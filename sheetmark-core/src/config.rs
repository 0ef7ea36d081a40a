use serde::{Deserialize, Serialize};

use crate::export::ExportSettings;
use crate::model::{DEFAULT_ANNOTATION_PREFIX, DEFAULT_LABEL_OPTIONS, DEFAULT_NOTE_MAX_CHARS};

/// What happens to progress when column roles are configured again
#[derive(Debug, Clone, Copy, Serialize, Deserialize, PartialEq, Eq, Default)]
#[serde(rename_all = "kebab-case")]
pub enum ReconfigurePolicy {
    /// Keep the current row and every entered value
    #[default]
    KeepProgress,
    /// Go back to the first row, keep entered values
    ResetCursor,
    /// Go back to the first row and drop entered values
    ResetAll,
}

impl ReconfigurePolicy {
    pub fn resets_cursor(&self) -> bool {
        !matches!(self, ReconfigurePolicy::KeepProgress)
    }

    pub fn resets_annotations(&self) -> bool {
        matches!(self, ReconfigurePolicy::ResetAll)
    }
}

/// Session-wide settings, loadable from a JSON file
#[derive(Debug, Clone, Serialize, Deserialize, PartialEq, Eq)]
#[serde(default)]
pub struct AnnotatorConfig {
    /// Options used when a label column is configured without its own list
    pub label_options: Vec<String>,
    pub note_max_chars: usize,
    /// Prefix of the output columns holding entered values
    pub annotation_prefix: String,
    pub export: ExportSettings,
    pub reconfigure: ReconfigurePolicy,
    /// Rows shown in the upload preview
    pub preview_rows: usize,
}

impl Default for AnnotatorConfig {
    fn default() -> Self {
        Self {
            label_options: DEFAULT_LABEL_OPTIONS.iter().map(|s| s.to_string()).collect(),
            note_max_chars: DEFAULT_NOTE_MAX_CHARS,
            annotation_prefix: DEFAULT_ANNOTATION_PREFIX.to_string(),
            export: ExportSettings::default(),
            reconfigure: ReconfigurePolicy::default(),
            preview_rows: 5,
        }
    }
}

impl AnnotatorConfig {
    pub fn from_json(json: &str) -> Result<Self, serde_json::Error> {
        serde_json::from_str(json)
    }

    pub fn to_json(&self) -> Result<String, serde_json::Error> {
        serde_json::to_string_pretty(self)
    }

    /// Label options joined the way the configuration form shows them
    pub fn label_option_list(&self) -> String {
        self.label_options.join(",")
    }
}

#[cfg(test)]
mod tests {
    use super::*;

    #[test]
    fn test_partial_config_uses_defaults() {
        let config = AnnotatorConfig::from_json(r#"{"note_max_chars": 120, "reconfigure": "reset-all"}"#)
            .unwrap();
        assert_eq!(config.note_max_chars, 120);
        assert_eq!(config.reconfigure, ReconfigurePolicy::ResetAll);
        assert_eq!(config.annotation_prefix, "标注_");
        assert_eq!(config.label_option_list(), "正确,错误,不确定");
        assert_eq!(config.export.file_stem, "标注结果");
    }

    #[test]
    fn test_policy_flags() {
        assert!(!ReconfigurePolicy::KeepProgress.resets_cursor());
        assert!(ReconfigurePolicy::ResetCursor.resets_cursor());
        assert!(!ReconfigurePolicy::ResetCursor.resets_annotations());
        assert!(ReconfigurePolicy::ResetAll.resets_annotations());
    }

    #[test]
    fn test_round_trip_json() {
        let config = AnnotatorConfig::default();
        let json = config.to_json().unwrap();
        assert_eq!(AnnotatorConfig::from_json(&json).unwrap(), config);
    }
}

■ ■ ■

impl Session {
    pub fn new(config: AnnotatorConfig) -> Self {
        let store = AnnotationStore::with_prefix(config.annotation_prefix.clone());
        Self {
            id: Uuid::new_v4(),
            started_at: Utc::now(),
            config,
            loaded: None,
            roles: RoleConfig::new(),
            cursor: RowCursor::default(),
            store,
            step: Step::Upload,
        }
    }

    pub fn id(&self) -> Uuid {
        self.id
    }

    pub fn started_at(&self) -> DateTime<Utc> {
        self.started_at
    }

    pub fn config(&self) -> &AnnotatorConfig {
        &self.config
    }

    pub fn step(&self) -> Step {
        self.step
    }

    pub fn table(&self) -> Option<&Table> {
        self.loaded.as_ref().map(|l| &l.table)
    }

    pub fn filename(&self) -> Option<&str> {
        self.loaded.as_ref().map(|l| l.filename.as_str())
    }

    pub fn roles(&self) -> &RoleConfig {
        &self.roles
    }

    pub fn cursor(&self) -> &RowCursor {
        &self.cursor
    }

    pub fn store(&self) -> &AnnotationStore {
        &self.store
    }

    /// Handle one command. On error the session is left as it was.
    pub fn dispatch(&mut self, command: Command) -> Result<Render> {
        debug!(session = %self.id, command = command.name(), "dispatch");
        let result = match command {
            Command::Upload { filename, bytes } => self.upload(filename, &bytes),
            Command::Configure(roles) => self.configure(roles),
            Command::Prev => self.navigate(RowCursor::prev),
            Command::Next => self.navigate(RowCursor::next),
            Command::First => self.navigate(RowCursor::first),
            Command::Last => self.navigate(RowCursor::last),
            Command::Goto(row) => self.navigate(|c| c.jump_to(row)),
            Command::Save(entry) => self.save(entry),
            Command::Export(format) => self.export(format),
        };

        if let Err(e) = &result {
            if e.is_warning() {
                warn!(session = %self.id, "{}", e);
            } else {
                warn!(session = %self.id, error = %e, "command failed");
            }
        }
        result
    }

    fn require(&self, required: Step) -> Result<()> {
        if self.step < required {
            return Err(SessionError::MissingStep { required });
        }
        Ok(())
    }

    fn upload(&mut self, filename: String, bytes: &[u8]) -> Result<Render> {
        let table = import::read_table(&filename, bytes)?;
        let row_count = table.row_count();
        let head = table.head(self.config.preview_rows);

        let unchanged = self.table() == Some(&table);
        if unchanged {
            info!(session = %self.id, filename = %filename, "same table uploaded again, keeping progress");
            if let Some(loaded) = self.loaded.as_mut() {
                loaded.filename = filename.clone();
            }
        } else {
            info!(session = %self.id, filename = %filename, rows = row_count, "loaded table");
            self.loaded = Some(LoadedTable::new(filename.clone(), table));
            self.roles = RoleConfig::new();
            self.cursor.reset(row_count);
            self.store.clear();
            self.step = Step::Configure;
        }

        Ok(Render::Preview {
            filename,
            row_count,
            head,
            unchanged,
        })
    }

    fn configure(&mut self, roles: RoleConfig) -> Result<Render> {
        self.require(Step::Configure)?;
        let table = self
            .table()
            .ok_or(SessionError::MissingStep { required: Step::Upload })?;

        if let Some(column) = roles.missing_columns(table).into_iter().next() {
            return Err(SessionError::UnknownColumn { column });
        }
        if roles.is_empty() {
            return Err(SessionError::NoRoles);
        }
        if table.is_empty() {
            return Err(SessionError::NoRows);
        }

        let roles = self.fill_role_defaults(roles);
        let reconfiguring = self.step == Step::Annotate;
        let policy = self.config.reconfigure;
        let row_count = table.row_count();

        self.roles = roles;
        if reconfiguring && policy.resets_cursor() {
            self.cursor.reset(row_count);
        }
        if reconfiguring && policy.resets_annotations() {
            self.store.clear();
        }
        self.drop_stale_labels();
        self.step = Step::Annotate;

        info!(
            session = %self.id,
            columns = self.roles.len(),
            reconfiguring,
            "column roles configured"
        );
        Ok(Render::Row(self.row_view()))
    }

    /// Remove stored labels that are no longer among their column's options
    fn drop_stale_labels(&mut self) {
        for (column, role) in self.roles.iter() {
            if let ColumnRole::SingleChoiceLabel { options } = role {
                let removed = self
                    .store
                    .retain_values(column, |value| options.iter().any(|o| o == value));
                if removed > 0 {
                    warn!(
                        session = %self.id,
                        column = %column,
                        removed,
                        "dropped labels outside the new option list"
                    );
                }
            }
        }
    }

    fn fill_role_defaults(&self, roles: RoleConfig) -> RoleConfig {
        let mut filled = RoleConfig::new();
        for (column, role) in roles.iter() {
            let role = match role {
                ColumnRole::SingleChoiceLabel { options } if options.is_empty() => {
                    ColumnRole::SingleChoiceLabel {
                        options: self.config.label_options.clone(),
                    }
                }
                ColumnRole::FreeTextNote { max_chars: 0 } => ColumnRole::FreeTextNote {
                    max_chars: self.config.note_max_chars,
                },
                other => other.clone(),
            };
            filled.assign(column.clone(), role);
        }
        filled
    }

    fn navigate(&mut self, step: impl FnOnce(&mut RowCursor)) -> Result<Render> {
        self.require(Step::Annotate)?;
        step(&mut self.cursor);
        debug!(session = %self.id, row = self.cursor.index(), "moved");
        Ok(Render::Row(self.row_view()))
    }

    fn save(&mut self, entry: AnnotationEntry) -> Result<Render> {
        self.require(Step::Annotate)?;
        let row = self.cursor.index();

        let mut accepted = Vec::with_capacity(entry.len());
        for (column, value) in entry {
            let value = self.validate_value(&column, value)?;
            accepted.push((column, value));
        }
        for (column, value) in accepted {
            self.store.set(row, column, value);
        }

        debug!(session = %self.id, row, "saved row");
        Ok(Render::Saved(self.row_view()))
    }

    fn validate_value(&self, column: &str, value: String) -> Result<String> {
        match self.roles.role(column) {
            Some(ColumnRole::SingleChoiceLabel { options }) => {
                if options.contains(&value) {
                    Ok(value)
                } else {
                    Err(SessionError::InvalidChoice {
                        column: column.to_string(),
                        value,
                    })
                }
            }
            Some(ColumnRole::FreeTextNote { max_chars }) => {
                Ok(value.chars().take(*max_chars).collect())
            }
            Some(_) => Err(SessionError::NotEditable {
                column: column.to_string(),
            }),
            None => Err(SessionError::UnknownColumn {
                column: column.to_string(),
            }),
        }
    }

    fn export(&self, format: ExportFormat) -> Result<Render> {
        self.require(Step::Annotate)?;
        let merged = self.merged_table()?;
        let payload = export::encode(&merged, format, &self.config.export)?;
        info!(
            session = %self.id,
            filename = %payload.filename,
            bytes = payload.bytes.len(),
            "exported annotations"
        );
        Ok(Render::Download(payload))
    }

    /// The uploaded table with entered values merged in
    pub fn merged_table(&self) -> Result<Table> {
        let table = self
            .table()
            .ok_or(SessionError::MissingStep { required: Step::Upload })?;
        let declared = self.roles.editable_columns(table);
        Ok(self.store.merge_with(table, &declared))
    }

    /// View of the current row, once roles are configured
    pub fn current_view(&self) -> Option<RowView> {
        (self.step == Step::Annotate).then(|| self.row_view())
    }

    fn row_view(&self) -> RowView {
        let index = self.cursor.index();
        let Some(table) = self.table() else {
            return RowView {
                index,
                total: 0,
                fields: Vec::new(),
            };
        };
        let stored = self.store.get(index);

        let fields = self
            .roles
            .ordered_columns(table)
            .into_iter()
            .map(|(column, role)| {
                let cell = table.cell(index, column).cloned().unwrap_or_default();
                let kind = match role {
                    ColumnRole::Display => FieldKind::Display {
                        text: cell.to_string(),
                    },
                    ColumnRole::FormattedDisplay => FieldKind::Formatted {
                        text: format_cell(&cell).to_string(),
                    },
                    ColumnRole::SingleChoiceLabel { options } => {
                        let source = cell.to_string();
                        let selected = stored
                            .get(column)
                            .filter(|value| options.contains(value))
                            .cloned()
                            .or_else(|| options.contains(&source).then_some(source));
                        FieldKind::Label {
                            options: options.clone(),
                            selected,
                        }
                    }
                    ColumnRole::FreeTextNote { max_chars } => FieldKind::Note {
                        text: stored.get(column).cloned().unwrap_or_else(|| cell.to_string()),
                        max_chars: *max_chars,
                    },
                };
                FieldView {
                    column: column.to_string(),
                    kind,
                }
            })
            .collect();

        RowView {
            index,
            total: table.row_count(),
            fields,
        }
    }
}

■ ■ ■

Description of the task – Print, without alteration, only the lines above between the one holding "pub fn id(&self)" and the one holding "pub fn table(&self)", inclusive.

Solution to this problem –
    pub fn id(&self) -> Uuid {
        self.id
    }

    pub fn started_at(&self) -> DateTime<Utc> {
        self.started_at
    }

    pub fn config(&self) -> &AnnotatorConfig {
        &self.config
    }

    pub fn step(&self) -> Step {
        self.step
    }

    pub fn table(&self) -> Option<&Table> {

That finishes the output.